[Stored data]

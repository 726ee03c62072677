//! Candidate backend endpoints and the sticky last-known-good pointer.
//!
//! [`EndpointRegistry`] owns the configured base addresses. Each logical request asks it for
//! a [`working order`](EndpointRegistry::working_order): a shuffled copy of the candidates so
//! many clients do not all hammer the same dead endpoint first, with the last endpoint that
//! answered successfully moved to the front.

// crates.io
use rand::{Rng, seq::SliceRandom};
// self
use crate::{_prelude::*, error::ConfigError};

/// Candidate base addresses plus the most recently successful one.
#[derive(Debug)]
pub struct EndpointRegistry {
	candidates: Arc<[Url]>,
	default: Url,
	last_good: RwLock<Option<Url>>,
}
impl EndpointRegistry {
	/// Creates a registry; `default` must be one of `candidates` and seeds the last-known-good
	/// pointer. When `default` is `None` the first candidate is used.
	pub fn new(candidates: Vec<Url>, default: Option<Url>) -> Result<Self, ConfigError> {
		let mut deduped: Vec<Url> = Vec::with_capacity(candidates.len());

		for candidate in candidates {
			if candidate.cannot_be_a_base() {
				return Err(ConfigError::NotABase { endpoint: candidate.to_string() });
			}
			if !deduped.contains(&candidate) {
				deduped.push(candidate);
			}
		}

		let first = deduped.first().cloned().ok_or(ConfigError::NoCandidates)?;
		let default = match default {
			Some(endpoint) if deduped.contains(&endpoint) => endpoint,
			Some(endpoint) =>
				return Err(ConfigError::DefaultNotCandidate { endpoint: endpoint.to_string() }),
			None => first,
		};

		Ok(Self::from_validated(deduped.into(), default))
	}

	pub(crate) fn from_validated(candidates: Arc<[Url]>, default: Url) -> Self {
		Self { candidates, last_good: RwLock::new(Some(default.clone())), default }
	}

	/// All configured candidates in configuration order.
	pub fn candidates(&self) -> &[Url] {
		&self.candidates
	}

	/// Number of configured candidates.
	pub fn len(&self) -> usize {
		self.candidates.len()
	}

	/// Always `false`; construction rejects empty candidate lists.
	pub fn is_empty(&self) -> bool {
		self.candidates.is_empty()
	}

	/// Designated default endpoint.
	pub fn default_endpoint(&self) -> &Url {
		&self.default
	}

	/// Endpoint that most recently served a successful request.
	pub fn last_good(&self) -> Option<Url> {
		self.last_good.read().clone()
	}

	/// Records `endpoint` as last-known-good. Returns `true` when the pointer moved.
	pub fn promote(&self, endpoint: &Url) -> bool {
		if !self.candidates.contains(endpoint) {
			return false;
		}

		let mut guard = self.last_good.write();

		if guard.as_ref() == Some(endpoint) {
			return false;
		}

		*guard = Some(endpoint.clone());

		true
	}

	/// Shuffled copy of the candidates with the last-known-good endpoint moved to the front.
	pub fn working_order<R>(&self, rng: &mut R) -> Vec<Url>
	where
		R: ?Sized + Rng,
	{
		let mut order = self.candidates.to_vec();

		order.shuffle(rng);

		if let Some(preferred) = self.last_good()
			&& let Some(position) = order.iter().position(|url| *url == preferred)
		{
			order[..=position].rotate_right(1);
		}

		order
	}
}

/// Joins a request path onto a base address, keeping any path prefix the base carries.
///
/// `https://api.example.com/v1` + `/orders` resolves to `https://api.example.com/v1/orders`,
/// unlike [`Url::join`], which would drop the `v1` segment.
pub fn resolve(base: &Url, path: &str) -> Result<Url, ConfigError> {
	let mut joined = base.clone();
	let (path, query) = match path.split_once('?') {
		Some((path, query)) => (path, Some(query)),
		None => (path, None),
	};

	{
		let mut segments = joined
			.path_segments_mut()
			.map_err(|_| ConfigError::NotABase { endpoint: base.to_string() })?;

		segments.pop_if_empty();

		for segment in path.split('/').filter(|segment| !segment.is_empty()) {
			segments.push(segment);
		}
	}

	if query.is_some() {
		joined.set_query(query);
	}

	Ok(joined)
}

#[cfg(test)]
mod tests {
	// crates.io
	use rand::{SeedableRng, rngs::StdRng};
	// self
	use super::*;

	fn url(value: &str) -> Url {
		Url::parse(value).expect("Test endpoint should parse.")
	}

	fn registry() -> EndpointRegistry {
		EndpointRegistry::new(
			vec![
				url("https://a.example.com"),
				url("https://b.example.com"),
				url("https://c.example.com"),
			],
			None,
		)
		.expect("Registry fixture should be valid.")
	}

	#[test]
	fn construction_validates_candidates() {
		assert!(matches!(EndpointRegistry::new(Vec::new(), None), Err(ConfigError::NoCandidates)));
		assert!(matches!(
			EndpointRegistry::new(
				vec![url("https://a.example.com")],
				Some(url("https://z.example.com")),
			),
			Err(ConfigError::DefaultNotCandidate { .. })
		));
		assert!(matches!(
			EndpointRegistry::new(vec![url("mailto:ops@example.com")], None),
			Err(ConfigError::NotABase { .. })
		));

		let deduped = EndpointRegistry::new(
			vec![url("https://a.example.com"), url("https://a.example.com")],
			None,
		)
		.expect("Duplicate candidates should collapse.");

		assert_eq!(deduped.len(), 1);
	}

	#[test]
	fn default_seeds_last_known_good() {
		let registry = EndpointRegistry::new(
			vec![url("https://a.example.com"), url("https://b.example.com")],
			Some(url("https://b.example.com")),
		)
		.expect("Registry fixture should be valid.");

		assert_eq!(registry.last_good(), Some(url("https://b.example.com")));

		let mut rng = StdRng::seed_from_u64(7);

		for _ in 0..16 {
			assert_eq!(registry.working_order(&mut rng)[0], url("https://b.example.com"));
		}
	}

	#[test]
	fn promotion_is_sticky_and_moves_endpoint_first() {
		let registry = registry();
		let mut rng = StdRng::seed_from_u64(42);

		assert!(registry.promote(&url("https://c.example.com")));
		assert!(!registry.promote(&url("https://c.example.com")));
		assert!(!registry.promote(&url("https://unknown.example.com")));

		for _ in 0..16 {
			let order = registry.working_order(&mut rng);

			assert_eq!(order[0], url("https://c.example.com"));
			assert_eq!(order.len(), 3);
		}
	}

	#[test]
	fn working_order_is_a_permutation() {
		let registry = registry();
		let mut rng = StdRng::seed_from_u64(1);
		let mut order = registry.working_order(&mut rng);

		order.sort();

		let mut expected = registry.candidates().to_vec();

		expected.sort();

		assert_eq!(order, expected);
	}

	#[test]
	fn resolve_keeps_base_prefix() {
		let base = url("https://api.example.com/v1");

		assert_eq!(
			resolve(&base, "/orders").expect("Path should join.").as_str(),
			"https://api.example.com/v1/orders"
		);
		assert_eq!(
			resolve(&url("https://api.example.com/"), "health")
				.expect("Path should join.")
				.as_str(),
			"https://api.example.com/health"
		);
		assert_eq!(
			resolve(&base, "/webhooks?page=2").expect("Query should be preserved.").as_str(),
			"https://api.example.com/v1/webhooks?page=2"
		);
	}
}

**TASK TO CARRY OUT**
Counting only lines that hold the word "expected", state how many there are in the data. Write the number alone.

**EXERCISE RESULT**
3